Your goal:
Each line of the data that includes the string "shutdowns" is to be copied out.
*** Given data ***
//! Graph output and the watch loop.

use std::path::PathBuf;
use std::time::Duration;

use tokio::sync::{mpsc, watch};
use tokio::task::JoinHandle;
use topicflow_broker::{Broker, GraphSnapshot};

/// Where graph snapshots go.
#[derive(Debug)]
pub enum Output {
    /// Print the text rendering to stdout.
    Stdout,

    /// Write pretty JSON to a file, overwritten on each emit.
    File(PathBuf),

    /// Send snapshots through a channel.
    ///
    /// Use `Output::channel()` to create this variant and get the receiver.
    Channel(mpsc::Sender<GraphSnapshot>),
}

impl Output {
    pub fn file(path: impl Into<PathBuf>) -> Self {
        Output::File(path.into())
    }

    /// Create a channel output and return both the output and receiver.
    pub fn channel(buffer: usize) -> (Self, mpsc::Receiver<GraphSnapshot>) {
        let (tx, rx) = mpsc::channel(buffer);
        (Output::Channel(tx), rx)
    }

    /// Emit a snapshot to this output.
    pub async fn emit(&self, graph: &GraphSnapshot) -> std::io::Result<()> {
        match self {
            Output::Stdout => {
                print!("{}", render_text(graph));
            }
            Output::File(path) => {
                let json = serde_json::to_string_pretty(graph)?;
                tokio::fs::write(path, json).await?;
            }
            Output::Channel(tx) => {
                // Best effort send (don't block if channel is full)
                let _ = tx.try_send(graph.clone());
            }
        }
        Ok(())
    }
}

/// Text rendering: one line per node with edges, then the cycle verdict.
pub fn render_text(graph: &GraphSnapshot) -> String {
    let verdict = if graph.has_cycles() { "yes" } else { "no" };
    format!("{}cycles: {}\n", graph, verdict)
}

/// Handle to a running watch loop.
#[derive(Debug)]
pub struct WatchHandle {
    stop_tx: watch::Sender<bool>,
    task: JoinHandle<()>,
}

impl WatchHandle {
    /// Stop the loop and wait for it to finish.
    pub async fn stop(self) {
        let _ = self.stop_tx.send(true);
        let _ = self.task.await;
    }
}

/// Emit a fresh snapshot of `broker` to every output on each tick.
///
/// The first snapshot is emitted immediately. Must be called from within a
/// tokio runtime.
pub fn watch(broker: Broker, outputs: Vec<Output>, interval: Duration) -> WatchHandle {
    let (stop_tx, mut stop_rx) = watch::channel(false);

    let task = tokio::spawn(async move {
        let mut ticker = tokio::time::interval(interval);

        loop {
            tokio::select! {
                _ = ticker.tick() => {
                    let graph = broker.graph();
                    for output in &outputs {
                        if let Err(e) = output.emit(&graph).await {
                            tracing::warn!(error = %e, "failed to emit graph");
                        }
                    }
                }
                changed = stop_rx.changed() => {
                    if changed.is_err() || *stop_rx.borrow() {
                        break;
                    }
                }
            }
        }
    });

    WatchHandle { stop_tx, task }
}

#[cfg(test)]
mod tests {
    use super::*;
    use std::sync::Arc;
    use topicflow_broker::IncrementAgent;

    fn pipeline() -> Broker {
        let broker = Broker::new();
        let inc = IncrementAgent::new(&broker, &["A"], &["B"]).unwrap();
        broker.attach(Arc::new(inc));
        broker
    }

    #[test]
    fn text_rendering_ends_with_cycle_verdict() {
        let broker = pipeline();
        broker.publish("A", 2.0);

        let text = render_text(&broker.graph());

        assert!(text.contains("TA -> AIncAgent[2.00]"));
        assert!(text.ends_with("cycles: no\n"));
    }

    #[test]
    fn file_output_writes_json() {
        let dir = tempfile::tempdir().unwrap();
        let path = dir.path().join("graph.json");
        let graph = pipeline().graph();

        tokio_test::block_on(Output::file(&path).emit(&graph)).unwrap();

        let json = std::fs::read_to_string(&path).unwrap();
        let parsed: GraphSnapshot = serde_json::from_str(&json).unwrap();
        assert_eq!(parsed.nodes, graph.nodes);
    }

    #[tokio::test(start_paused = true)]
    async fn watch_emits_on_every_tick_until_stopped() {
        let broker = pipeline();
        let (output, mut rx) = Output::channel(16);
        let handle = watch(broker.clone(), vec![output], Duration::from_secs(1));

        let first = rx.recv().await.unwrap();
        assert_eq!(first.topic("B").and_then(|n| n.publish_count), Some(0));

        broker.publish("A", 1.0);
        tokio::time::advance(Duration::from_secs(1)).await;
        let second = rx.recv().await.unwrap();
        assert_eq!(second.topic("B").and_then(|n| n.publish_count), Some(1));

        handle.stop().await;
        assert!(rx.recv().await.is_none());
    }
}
*** End of Given data ***
*** Given data ***
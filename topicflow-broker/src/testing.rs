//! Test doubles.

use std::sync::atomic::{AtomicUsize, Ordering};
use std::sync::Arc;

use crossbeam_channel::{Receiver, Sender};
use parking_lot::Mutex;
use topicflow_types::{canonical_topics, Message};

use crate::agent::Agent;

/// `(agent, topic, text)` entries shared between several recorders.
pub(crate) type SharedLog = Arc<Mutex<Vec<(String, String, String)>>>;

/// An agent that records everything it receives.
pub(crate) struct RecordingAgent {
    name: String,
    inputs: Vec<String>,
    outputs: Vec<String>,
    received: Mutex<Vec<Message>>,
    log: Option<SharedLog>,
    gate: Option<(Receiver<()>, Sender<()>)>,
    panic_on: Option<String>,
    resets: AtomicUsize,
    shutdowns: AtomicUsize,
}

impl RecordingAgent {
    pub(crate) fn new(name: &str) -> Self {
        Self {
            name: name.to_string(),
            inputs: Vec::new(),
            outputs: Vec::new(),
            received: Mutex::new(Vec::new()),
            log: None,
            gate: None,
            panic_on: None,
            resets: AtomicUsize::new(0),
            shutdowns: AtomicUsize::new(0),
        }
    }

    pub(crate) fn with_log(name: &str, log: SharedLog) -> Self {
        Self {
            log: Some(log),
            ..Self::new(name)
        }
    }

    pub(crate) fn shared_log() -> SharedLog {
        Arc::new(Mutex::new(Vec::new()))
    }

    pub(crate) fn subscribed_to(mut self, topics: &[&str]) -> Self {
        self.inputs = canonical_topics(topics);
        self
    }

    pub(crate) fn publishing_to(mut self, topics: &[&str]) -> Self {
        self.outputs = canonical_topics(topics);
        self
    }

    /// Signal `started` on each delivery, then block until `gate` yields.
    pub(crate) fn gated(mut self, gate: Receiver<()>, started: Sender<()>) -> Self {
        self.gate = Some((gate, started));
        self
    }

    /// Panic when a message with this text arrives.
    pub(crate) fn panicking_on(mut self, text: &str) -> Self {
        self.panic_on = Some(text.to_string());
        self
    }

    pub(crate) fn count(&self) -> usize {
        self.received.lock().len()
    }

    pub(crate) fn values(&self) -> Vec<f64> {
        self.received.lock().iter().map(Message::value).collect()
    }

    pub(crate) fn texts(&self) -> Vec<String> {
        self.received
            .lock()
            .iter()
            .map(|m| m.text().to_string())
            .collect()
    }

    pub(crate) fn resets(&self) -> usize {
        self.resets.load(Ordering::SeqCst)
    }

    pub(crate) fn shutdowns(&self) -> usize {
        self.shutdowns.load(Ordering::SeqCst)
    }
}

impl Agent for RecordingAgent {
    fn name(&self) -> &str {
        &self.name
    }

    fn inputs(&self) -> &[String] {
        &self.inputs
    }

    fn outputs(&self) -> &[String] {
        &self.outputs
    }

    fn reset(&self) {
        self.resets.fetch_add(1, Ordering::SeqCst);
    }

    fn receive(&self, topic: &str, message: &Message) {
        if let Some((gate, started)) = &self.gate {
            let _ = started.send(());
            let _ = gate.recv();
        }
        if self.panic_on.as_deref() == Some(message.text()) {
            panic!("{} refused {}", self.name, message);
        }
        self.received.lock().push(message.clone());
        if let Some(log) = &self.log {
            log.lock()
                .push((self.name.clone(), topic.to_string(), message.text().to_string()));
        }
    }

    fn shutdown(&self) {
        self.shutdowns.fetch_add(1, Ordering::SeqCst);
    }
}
*** End of Given data ***
*** Given data ***
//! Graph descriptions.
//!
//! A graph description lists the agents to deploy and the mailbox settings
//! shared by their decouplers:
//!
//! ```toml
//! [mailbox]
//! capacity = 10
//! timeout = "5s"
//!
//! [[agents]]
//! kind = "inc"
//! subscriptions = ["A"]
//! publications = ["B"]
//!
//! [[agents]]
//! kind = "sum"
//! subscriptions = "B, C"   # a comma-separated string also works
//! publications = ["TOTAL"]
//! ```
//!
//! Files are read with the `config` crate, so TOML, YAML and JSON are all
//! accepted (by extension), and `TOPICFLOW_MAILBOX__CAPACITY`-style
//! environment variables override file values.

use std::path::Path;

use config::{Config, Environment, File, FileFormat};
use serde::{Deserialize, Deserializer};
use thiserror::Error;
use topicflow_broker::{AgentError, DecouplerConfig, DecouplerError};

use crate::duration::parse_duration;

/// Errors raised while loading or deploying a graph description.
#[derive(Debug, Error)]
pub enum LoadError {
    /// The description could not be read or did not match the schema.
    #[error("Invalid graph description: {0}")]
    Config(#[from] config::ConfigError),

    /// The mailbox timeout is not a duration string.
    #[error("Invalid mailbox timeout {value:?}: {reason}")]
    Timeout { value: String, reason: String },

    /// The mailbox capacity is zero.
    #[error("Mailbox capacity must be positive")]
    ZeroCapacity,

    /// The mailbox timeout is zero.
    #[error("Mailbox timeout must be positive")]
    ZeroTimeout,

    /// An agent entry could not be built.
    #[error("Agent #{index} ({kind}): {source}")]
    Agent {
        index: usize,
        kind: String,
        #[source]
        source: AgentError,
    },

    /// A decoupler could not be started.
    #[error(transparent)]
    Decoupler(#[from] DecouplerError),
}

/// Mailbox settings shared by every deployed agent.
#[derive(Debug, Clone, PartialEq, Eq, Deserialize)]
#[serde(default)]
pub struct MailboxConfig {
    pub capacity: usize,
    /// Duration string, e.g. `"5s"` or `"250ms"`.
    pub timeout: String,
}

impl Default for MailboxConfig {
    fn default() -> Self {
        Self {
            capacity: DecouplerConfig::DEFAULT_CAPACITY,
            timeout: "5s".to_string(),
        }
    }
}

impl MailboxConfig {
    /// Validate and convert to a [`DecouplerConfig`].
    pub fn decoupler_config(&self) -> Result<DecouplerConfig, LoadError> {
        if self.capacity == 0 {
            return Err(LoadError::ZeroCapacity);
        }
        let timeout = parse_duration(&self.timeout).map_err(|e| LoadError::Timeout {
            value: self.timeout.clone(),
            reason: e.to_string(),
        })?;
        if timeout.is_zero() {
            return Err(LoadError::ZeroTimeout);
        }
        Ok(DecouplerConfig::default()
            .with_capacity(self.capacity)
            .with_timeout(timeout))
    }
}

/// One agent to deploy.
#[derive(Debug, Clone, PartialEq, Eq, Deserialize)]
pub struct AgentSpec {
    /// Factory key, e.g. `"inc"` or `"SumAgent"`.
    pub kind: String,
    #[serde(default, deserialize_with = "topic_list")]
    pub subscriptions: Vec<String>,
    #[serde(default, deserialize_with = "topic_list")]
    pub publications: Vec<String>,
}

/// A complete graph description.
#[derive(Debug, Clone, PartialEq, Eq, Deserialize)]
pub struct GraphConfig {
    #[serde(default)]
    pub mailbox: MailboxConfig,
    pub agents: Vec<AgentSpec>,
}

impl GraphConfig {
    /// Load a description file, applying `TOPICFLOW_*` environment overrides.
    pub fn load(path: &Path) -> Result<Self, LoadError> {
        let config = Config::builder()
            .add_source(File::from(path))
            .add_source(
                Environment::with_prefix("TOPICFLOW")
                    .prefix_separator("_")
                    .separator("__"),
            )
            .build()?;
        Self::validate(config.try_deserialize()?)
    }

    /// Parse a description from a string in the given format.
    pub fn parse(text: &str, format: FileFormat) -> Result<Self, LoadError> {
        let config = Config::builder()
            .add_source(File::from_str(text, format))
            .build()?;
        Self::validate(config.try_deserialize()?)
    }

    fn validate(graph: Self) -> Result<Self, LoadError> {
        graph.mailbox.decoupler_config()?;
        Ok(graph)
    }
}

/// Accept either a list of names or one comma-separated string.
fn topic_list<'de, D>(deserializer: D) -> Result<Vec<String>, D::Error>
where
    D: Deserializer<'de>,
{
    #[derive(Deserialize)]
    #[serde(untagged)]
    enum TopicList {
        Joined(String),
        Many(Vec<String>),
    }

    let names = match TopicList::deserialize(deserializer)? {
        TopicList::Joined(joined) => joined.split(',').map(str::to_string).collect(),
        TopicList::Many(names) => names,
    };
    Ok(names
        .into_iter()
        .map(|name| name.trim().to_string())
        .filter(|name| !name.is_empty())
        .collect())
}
*** End of Given data ***
Finished task:
    shutdowns: AtomicUsize,
            shutdowns: AtomicUsize::new(0),
    pub(crate) fn shutdowns(&self) -> usize {
        self.shutdowns.load(Ordering::SeqCst)
        self.shutdowns.fetch_add(1, Ordering::SeqCst);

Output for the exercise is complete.